Imagen de los reyes durante su visita a Gran Canaria.

Cambio radical: Felipe y Letizia ya no serán como hasta ahora: 'Es definitivo'

La actividad de los monarcas se ha visto gravemente afectada por el coronavirus, lo que ha provocado muchos cambios en Zarzuela

La crisis del coronavirus significará un antes y un después en nuestra sociedad y en todos los ámbitos, tanto académicos, como laborales, sociales, familiares, etc. La población y los diferentes sectores que la conforman tendrán que reinventarse después de esta pandemia, y la Casa Real no quedará excluida de ello. Los reyes han estado sometidos al confinamiento como el resto de ciudadanos, y sus actividades públicas se han visto  suspendidas y sustituidas por el teletrabajo.

Con la desescalada en marcha, se está empezando a configurar una nueva normalidad, pero Zarzuela no va a volver a funcionar de la misma manera, pues también estará afectada por estos  profundos cambios que ya son un hecho. A continuación, te mostramos los cambios más significativos que han afectado más a la Casa Real:

El rey prescinde de la guardia real

Desde que se iniciara la pandemia, el rey Felipe decidió prescindir de los equipos de seguridad que le siguen, y que están compuestos de Policía Nacional y Guardia Civil, se unieran a sus compañeros y se pusieran así al servicio de la ciudadanía, que era quien los necesitaba en esos momentos. El resto de personal de Casa Real como administrativos, o encargados de protocolo, trabajan ahora desde casa.

Máxima comunicación en redes sociales

La casa Real no era muy fan de las comunicaciones vía Twitter, de hecho, sólo cuenta con una cuenta de Twitter con una actividad bastante escasa. Pero con la pandemia, su actividad en redes sociales se ha visto aumentada notablemente, con publicaciones que intentan acercar la actividad de los reyes a la población.

No habrá tantos viajes

El coronavirus se trata de una pandemia global, por lo que los reyes verán afectadas sus salidas al extranjero para  actos oficiales tanto como para sus viajes personales a título recreativo, al menos hasta que se reestablezca por completo la situación.

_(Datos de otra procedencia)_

use crate::error::{ErrorCode, SpvError};
use crate::hash::hash256;
use crate::header::{extract_merkle_root_le, extract_prev_block_le, BlockHeader};
use crate::merkle::prove;
use crate::tx::{validate_vin, validate_vout};

/// An SPV proof as assembled from untrusted sources. No field is
/// independently trustworthy; `validate_proof` is the only place the
/// aggregate's truth is asserted.
#[derive(Clone, Debug, PartialEq, Eq)]
pub struct SpvProof {
    pub version: [u8; 4],
    pub vin: Vec<u8>,
    pub vout: Vec<u8>,
    pub locktime: [u8; 4],
    /// Claimed txid, little-endian.
    pub tx_id: [u8; 32],
    /// Claimed position of the transaction in the block's merkle tree.
    pub index: u64,
    /// Concatenated 32-byte sibling digests, leaf-adjacent first.
    pub intermediate_nodes: Vec<u8>,
    pub confirming_header: BlockHeader,
}

/// Recomputes a txid from the four serialized components. Little-endian,
/// like every digest in this crate.
pub fn calculate_txid(version: &[u8; 4], vin: &[u8], vout: &[u8], locktime: &[u8; 4]) -> [u8; 32] {
    let mut preimage = Vec::with_capacity(8 + vin.len() + vout.len());
    preimage.extend_from_slice(version);
    preimage.extend_from_slice(vin);
    preimage.extend_from_slice(vout);
    preimage.extend_from_slice(locktime);
    hash256(&preimage)
}

/// End-to-end SPV proof validation: a single linear pipeline that either
/// completes every check or fails at the first violated one with that
/// check's own error code.
pub fn validate_proof(proof: &SpvProof) -> Result<(), SpvError> {
    if !validate_vin(&proof.vin) {
        return Err(SpvError::new(
            ErrorCode::StructErrVinInvalid,
            "proof: vin failed structural validation",
        ));
    }
    if !validate_vout(&proof.vout) {
        return Err(SpvError::new(
            ErrorCode::StructErrVoutInvalid,
            "proof: vout failed structural validation",
        ));
    }

    let tx_id = calculate_txid(&proof.version, &proof.vin, &proof.vout, &proof.locktime);
    if tx_id != proof.tx_id {
        return Err(SpvError::new(
            ErrorCode::ChainErrTxIdMismatch,
            "proof: claimed txid does not match its components",
        ));
    }

    let header = &proof.confirming_header;
    if hash256(&header.raw) != header.digest {
        return Err(SpvError::new(
            ErrorCode::ChainErrHeaderDigest,
            "proof: header digest does not match raw header",
        ));
    }
    if extract_merkle_root_le(&header.raw) != header.merkle_root {
        return Err(SpvError::new(
            ErrorCode::ChainErrMerkleRootMismatch,
            "proof: header merkle root does not match raw header",
        ));
    }
    if extract_prev_block_le(&header.raw) != header.prev_block_hash {
        return Err(SpvError::new(
            ErrorCode::ChainErrPrevHashMismatch,
            "proof: header prev hash does not match raw header",
        ));
    }

    if !prove(
        &tx_id,
        &header.merkle_root,
        &proof.intermediate_nodes,
        proof.index,
    ) {
        return Err(SpvError::new(
            ErrorCode::ChainErrBadMerkleProof,
            "proof: merkle inclusion proof failed",
        ));
    }

    Ok(())
}
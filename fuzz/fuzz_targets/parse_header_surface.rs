#![no_main]

use libfuzzer_sys::fuzz_target;

fuzz_target!(|data: &[u8]| {
    let Ok(header) = spv_consensus::parse_header(data) else {
        return;
    };
    // A parsed header is self-consistent by construction.
    assert_eq!(header.digest, spv_consensus::hash256(&header.raw));
    assert_eq!(header.target, spv_consensus::extract_target(&header.raw));
    let _ = spv_consensus::calculate_difficulty(&header.target);
    let _ = spv_consensus::validate_header_work(&header.digest, &header.target);
});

El rey, bajo el estado de alarma

Tal y como marca la constitución, durante el Estado de Alarma, los actos del rey deben ser siempre aprobados y firmados por el presidente del Gobierno o el Congreso de los Diputados, eso explicaría por qué el monarca tardó 4 días en dirigirse a la nación tras el estado de alarma y porque sus discursos públicos han sido escasos, pues debe contar siempre con el beneplácito del presidente del Gobierno.